Une semaine plus tard, Dame
Tchialé vient voir sa cliente pour dire que la
marque de voiture qu'elle désirait avait été
achetée par quelqu'un d'autre. Par conséquent,
elle devait patienter encore pendant, au moins,
un mois. Le temps qu'une autre Rav 4 arrive au
port.
Deux mois passeront sans que
le véhicule attendu ne soit visible.
Toute chose qui va entamer la
patience de la cliente. Las d'attendre, dame
Mapandou réclame à Mme Tchialé, de lui
rembourser son argent. Mais peine perdue.

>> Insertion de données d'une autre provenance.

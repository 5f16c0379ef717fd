//! In-memory test backend.
//!
//! `open` yields a fixed 4x4 `ushort` grid named "grid" (values 0..16,
//! row-major); `create` yields an empty writable dataset. `close` on an
//! `INMEMORY` session returns `MAGIC` followed by the grid bytes.

#![allow(dead_code)]

use nep_abi::stubs;
use nep_abi::{
    AttInfo, AttValue, DatasetSummary, DimInfo, DispatchTable, EnddefParams, FileFormat,
    FormatExtended, Mode, NcError, NcResult, NcType, Ncid, OpenFile, Slab, Slot, VarInfo,
    NC_GLOBAL,
};

pub const MAGIC: &[u8] = b"NEPM";

#[derive(Debug, Default)]
pub struct MemVar {
    pub name: String,
    pub xtype: NcType,
    pub dimids: Vec<i32>,
    pub data: Vec<u8>,
}

#[derive(Debug, Default)]
pub struct MemDataset {
    pub dims: Vec<(String, usize)>,
    pub vars: Vec<MemVar>,
    pub atts: Vec<(String, NcType, usize, Vec<u8>)>,
    pub define_mode: bool,
}

impl MemDataset {
    fn grid() -> Self {
        let data = (0u16..16).flat_map(|v| v.to_le_bytes()).collect();
        Self {
            dims: vec![("y".into(), 4), ("x".into(), 4)],
            vars: vec![MemVar {
                name: "grid".into(),
                xtype: NcType::USHORT,
                dimids: vec![0, 1],
                data,
            }],
            atts: Vec::new(),
            define_mode: false,
        }
    }

    fn var(&self, varid: i32) -> NcResult<&MemVar> {
        self.vars
            .get(varid as usize)
            .ok_or_else(|| NcError::NotFound(format!("varid {varid}")))
    }

    fn shape(&self, var: &MemVar) -> Vec<usize> {
        var.dimids.iter().map(|d| self.dims[*d as usize].1).collect()
    }
}

/// Byte offsets in a row-major variable for every element of a contiguous slab.
fn slab_offsets(shape: &[usize], slab: &Slab<'_>, size: usize) -> NcResult<Vec<usize>> {
    slab.validate()?;
    for d in 0..shape.len() {
        if slab.end(d).map_or(true, |end| end > shape[d]) {
            return Err(NcError::Range(format!("dimension {d} exceeds {}", shape[d])));
        }
    }
    let mut out = Vec::with_capacity(slab.elements());
    if slab.elements() == 0 {
        return Ok(out);
    }
    let mut idx = vec![0usize; shape.len()];
    loop {
        let mut linear = 0;
        for d in 0..shape.len() {
            linear = linear * shape[d] + slab.start[d] + idx[d];
        }
        out.push(linear * size);
        let mut d = shape.len();
        loop {
            if d == 0 {
                return Ok(out);
            }
            d -= 1;
            idx[d] += 1;
            if idx[d] < slab.count[d] {
                break;
            }
            idx[d] = 0;
        }
    }
}

fn mem_create(file: &mut OpenFile, _initial: Option<&[u8]>) -> NcResult<()> {
    file.set_state(MemDataset {
        define_mode: true,
        ..MemDataset::default()
    });
    Ok(())
}

fn mem_open(file: &mut OpenFile, memory: Option<&[u8]>) -> NcResult<()> {
    if let Some(image) = memory {
        if !image.starts_with(MAGIC) {
            return Err(NcError::DetectionFailed("not a memory dataset".into()));
        }
    }
    file.set_state(MemDataset::grid());
    Ok(())
}

fn mem_close(file: &mut OpenFile) -> NcResult<Option<Vec<u8>>> {
    let ds = file.state::<MemDataset>()?;
    if !file.mode().contains(Mode::INMEMORY) {
        return Ok(None);
    }
    let mut image = MAGIC.to_vec();
    for v in &ds.vars {
        image.extend_from_slice(&v.data);
    }
    Ok(Some(image))
}

fn mem_redef(file: &mut OpenFile) -> NcResult<()> {
    file.require_writable("redef")?;
    let ds = file.state_mut::<MemDataset>()?;
    if ds.define_mode {
        return Err(NcError::InvalidArgument("already in define mode".into()));
    }
    ds.define_mode = true;
    Ok(())
}

fn mem_enddef(file: &mut OpenFile, _params: EnddefParams) -> NcResult<()> {
    let ds = file.state_mut::<MemDataset>()?;
    if !ds.define_mode {
        return Err(NcError::InvalidArgument("not in define mode".into()));
    }
    ds.define_mode = false;
    let shapes: Vec<usize> = ds
        .vars
        .iter()
        .map(|v| {
            let n: usize = v.dimids.iter().map(|d| ds.dims[*d as usize].1).product();
            n * v.xtype.atomic_size().unwrap_or(1)
        })
        .collect();
    for (v, len) in ds.vars.iter_mut().zip(shapes) {
        v.data.resize(len, 0);
    }
    Ok(())
}

fn mem_inq_format(file: &mut OpenFile) -> NcResult<FileFormat> {
    Ok(match file.slot() {
        Slot::User(u) => FileFormat::User(u),
        Slot::Builtin(_) => FileFormat::Classic,
    })
}

fn mem_inq_format_extended(file: &mut OpenFile) -> NcResult<FormatExtended> {
    Ok(FormatExtended {
        formatx: file.slot().routing_value(),
        mode: file.mode(),
    })
}

fn mem_inq(file: &mut OpenFile, _ncid: Ncid) -> NcResult<DatasetSummary> {
    let ds = file.state::<MemDataset>()?;
    Ok(DatasetSummary {
        ndims: ds.dims.len(),
        nvars: ds.vars.len(),
        natts: ds.atts.len(),
        unlimdimid: None,
    })
}

fn mem_def_dim(file: &mut OpenFile, _ncid: Ncid, name: &str, len: Option<usize>) -> NcResult<i32> {
    let ds = file.state_mut::<MemDataset>()?;
    if !ds.define_mode {
        return Err(NcError::InvalidArgument("not in define mode".into()));
    }
    let len = len.ok_or_else(|| NcError::unsupported("unlimited dimensions"))?;
    ds.dims.push((name.to_string(), len));
    Ok(ds.dims.len() as i32 - 1)
}

fn mem_inq_dimid(file: &mut OpenFile, _ncid: Ncid, name: &str) -> NcResult<i32> {
    let ds = file.state::<MemDataset>()?;
    ds.dims
        .iter()
        .position(|(n, _)| n == name)
        .map(|i| i as i32)
        .ok_or_else(|| NcError::NotFound(format!("dimension {name}")))
}

fn mem_inq_dim(file: &mut OpenFile, _ncid: Ncid, dimid: i32) -> NcResult<DimInfo> {
    let ds = file.state::<MemDataset>()?;
    let (name, len) = ds
        .dims
        .get(dimid as usize)
        .ok_or_else(|| NcError::NotFound(format!("dimid {dimid}")))?;
    Ok(DimInfo {
        name: name.clone(),
        len: *len,
        unlimited: false,
    })
}

fn mem_inq_unlimdim(_file: &mut OpenFile, _ncid: Ncid) -> NcResult<Option<i32>> {
    Ok(None)
}

fn mem_def_var(
    file: &mut OpenFile,
    _ncid: Ncid,
    name: &str,
    xtype: NcType,
    dimids: &[i32],
) -> NcResult<i32> {
    let ds = file.state_mut::<MemDataset>()?;
    if !ds.define_mode {
        return Err(NcError::InvalidArgument("not in define mode".into()));
    }
    if let Some(bad) = dimids.iter().find(|d| **d < 0 || **d as usize >= ds.dims.len()) {
        return Err(NcError::NotFound(format!("dimid {bad}")));
    }
    ds.vars.push(MemVar {
        name: name.to_string(),
        xtype,
        dimids: dimids.to_vec(),
        data: Vec::new(),
    });
    Ok(ds.vars.len() as i32 - 1)
}

fn mem_inq_varid(file: &mut OpenFile, _ncid: Ncid, name: &str) -> NcResult<i32> {
    let ds = file.state::<MemDataset>()?;
    ds.vars
        .iter()
        .position(|v| v.name == name)
        .map(|i| i as i32)
        .ok_or_else(|| NcError::NotFound(format!("variable {name}")))
}

fn mem_inq_var_all(file: &mut OpenFile, _ncid: Ncid, varid: i32) -> NcResult<VarInfo> {
    let ds = file.state::<MemDataset>()?;
    let v = ds.var(varid)?;
    Ok(VarInfo {
        name: v.name.clone(),
        xtype: v.xtype,
        dimids: v.dimids.clone(),
        ..VarInfo::default()
    })
}

pub fn mem_get_vara(
    file: &mut OpenFile,
    _ncid: Ncid,
    varid: i32,
    slab: &Slab<'_>,
    out: &mut [u8],
    mem_type: NcType,
) -> NcResult<()> {
    let ds = file.state::<MemDataset>()?;
    let v = ds.var(varid)?;
    if mem_type != v.xtype {
        return Err(NcError::unsupported("type conversion"));
    }
    let size = v.xtype.atomic_size().unwrap_or(1);
    let offsets = slab_offsets(&ds.shape(v), slab, size)?;
    if out.len() < offsets.len() * size {
        return Err(NcError::InvalidArgument("output buffer too small".into()));
    }
    for (i, off) in offsets.iter().enumerate() {
        out[i * size..(i + 1) * size].copy_from_slice(&v.data[*off..off + size]);
    }
    Ok(())
}

fn mem_put_vara(
    file: &mut OpenFile,
    _ncid: Ncid,
    varid: i32,
    slab: &Slab<'_>,
    data: &[u8],
    mem_type: NcType,
) -> NcResult<()> {
    file.require_writable("put_vara")?;
    let ds = file.state_mut::<MemDataset>()?;
    if ds.define_mode {
        return Err(NcError::InvalidArgument("in define mode".into()));
    }
    let shape = ds.shape(ds.var(varid)?);
    let v = &mut ds.vars[varid as usize];
    if mem_type != v.xtype {
        return Err(NcError::unsupported("type conversion"));
    }
    let size = v.xtype.atomic_size().unwrap_or(1);
    let offsets = slab_offsets(&shape, slab, size)?;
    if data.len() < offsets.len() * size {
        return Err(NcError::InvalidArgument("input buffer too small".into()));
    }
    for (i, off) in offsets.iter().enumerate() {
        v.data[*off..off + size].copy_from_slice(&data[i * size..(i + 1) * size]);
    }
    Ok(())
}

fn mem_put_att(file: &mut OpenFile, _ncid: Ncid, varid: i32, name: &str, value: &AttValue<'_>) -> NcResult<()> {
    if varid != NC_GLOBAL {
        return Err(NcError::unsupported("variable attributes"));
    }
    let ds = file.state_mut::<MemDataset>()?;
    ds.atts.retain(|(n, ..)| n != name);
    ds.atts
        .push((name.to_string(), value.file_type, value.len, value.data.to_vec()));
    Ok(())
}

fn mem_inq_att(file: &mut OpenFile, _ncid: Ncid, _varid: i32, name: &str) -> NcResult<AttInfo> {
    let ds = file.state::<MemDataset>()?;
    ds.atts
        .iter()
        .find(|(n, ..)| n == name)
        .map(|(_, xtype, len, _)| AttInfo { xtype: *xtype, len: *len })
        .ok_or_else(|| NcError::NotFound(format!("attribute {name}")))
}

fn mem_get_att(
    file: &mut OpenFile,
    _ncid: Ncid,
    _varid: i32,
    name: &str,
    out: &mut [u8],
    _mem_type: NcType,
) -> NcResult<()> {
    let ds = file.state::<MemDataset>()?;
    let (.., data) = ds
        .atts
        .iter()
        .find(|(n, ..)| n == name)
        .ok_or_else(|| NcError::NotFound(format!("attribute {name}")))?;
    out[..data.len()].copy_from_slice(data);
    Ok(())
}

/// Full read/write backend on top of the classic-model base.
pub const MEM: DispatchTable = DispatchTable {
    create: Some(mem_create),
    open: Some(mem_open),
    redef: Some(mem_redef),
    enddef: Some(mem_enddef),
    close: Some(mem_close),
    inq_format: Some(mem_inq_format),
    inq_format_extended: Some(mem_inq_format_extended),
    inq: Some(mem_inq),
    def_dim: Some(mem_def_dim),
    inq_dimid: Some(mem_inq_dimid),
    inq_dim: Some(mem_inq_dim),
    inq_unlimdim: Some(mem_inq_unlimdim),
    inq_att: Some(mem_inq_att),
    get_att: Some(mem_get_att),
    put_att: Some(mem_put_att),
    def_var: Some(mem_def_var),
    inq_varid: Some(mem_inq_varid),
    inq_var_all: Some(mem_inq_var_all),
    get_vara: Some(mem_get_vara),
    put_vara: Some(mem_put_vara),
    ..stubs::FLAT
};

pub static MEM_TABLE: DispatchTable = MEM;
pub static MEM_A: DispatchTable = MEM;
pub static MEM_B: DispatchTable = MEM;

/// Read-only variant: same reads, every mutation rejected.
pub static MEM_RO: DispatchTable = DispatchTable {
    open: Some(mem_open),
    close: Some(mem_close),
    inq_format: Some(mem_inq_format),
    inq: Some(mem_inq),
    inq_dimid: Some(mem_inq_dimid),
    inq_dim: Some(mem_inq_dim),
    inq_unlimdim: Some(mem_inq_unlimdim),
    inq_varid: Some(mem_inq_varid),
    inq_var_all: Some(mem_inq_var_all),
    get_vara: Some(mem_get_vara),
    ..stubs::READ_ONLY
};

/// Only `open`, `close`, and contiguous reads; strided/mapped slots wired to
/// the shared defaults, nothing else.
pub static CONTIG_ONLY: DispatchTable = DispatchTable {
    open: Some(mem_open),
    close: Some(mem_close),
    get_vara: Some(mem_get_vara),
    get_vars: Some(stubs::default_get_vars),
    get_varm: Some(stubs::default_get_varm),
    ..DispatchTable::EMPTY
};

fn failing_open(_file: &mut OpenFile, _memory: Option<&[u8]>) -> NcResult<()> {
    Err(NcError::Backend {
        code: -999,
        message: "corrupt header".into(),
    })
}

/// `open` always fails.
pub static BROKEN: DispatchTable = DispatchTable {
    open: Some(failing_open),
    ..DispatchTable::EMPTY
};

/// A table built against an older dispatch version.
pub static STALE: DispatchTable = DispatchTable {
    version: 999,
    ..MEM
};

pub fn tmp_file(dir: &tempfile::TempDir, name: &str, bytes: &[u8]) -> String {
    let path = dir.path().join(name);
    std::fs::write(&path, bytes).expect("write fixture");
    path.to_string_lossy().into_owned()
}

pub fn u16s(buf: &[u8]) -> Vec<u16> {
    buf.chunks(2).map(|c| u16::from_le_bytes([c[0], c[1]])).collect()
}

La
débitrice ne donne aucune réponse favorable à
son interlocutrice. Jusqu'au jour où cette
dernière décide de traduire dame Tchialé en
justice.
Devant la barre, Dame Tchialé
plaide pour le remboursement immédiat de la
somme due. Mais, elle dira aux juges qu'elle ne
peut donner, dans l'immédiat, que la somme de-
2,5 millions. Condamnée avec sursis, dame
Tchialé ne remettra à l'avocat de sa cliente que
la modique somme de 1 million de francs. Puis,
disparaît de la circulation.
Elle refait surface en
février 2007, en quête d'autres pigeons. Cette
fois, c'est Estelle Koumba qui en sera la
victime. Celle-ci, qui voulait d'une Toyota Rav
4 ancien modèle, aboule une somme de 3,5
millions de francs sur les 4,5 millions frs
exigés par la fausse concessionnaire pour un
véhicule fictif.
Comme à son habitude, dame
Tchialé disparaît à nouveau, en dépit des
multiples plaintes déposées au tribunal en son
encontre, et de plusieurs soit -transmis du
procureur de la République à la gendarmerie nord
de Libreville pour son arrestation. Dame Jeanne
Dominique Tchialé dont le tribunal détenait le
numéro du téléphone est devenue injoignable.
Mais ce n'était que partie
remise. Etant toujours à Libreville, Jeanne
Dominique Tchialé se retrouve par hasard, dans
la soirée de jeudi 8 novembre 2007, nez à nez
avec le conjoint de Mme Koumba, sa dernière
victime, au quartier Glass.
Ce dernier ne se fait pas
prier pour lui mettre la main au collet.
Interrogée sur son acte d'escroquerie, Mme
Tchiala nie les faits. Ce qui ne décourage pas
le conjoint. Il conduit l'escroc présumée à
Awendjé, chez dame Estelle Koumba, pour
confrontation, avant de la livrer à la brigade
de la gendarmerie nord de Libreville, où elle a
été placée en garde à vue. En attendant d'être
présentée devant le Parquet où, dit-on, elle
aurait beaucoup de relations.
Là-bas, on découvrira que
dame Jeanne Dominique Tchialé avait roulé
d'autres personnes dont Yannick Oranot à qui
elle a soustrait une somme de 5 millions de
francs, versés cash, pour l'achat d'un véhicule
de marque Cherokee, sur les 9 millions demandés.
A ce dernier, dame Tchialé n'avait remboursé que
la modique somme de l,6 million de francs.
Des sources proches des
victimes ajoutent que dame Tchialé serait
recherchée également par des institutions
bancaires où elle aurait de nombreux découverts.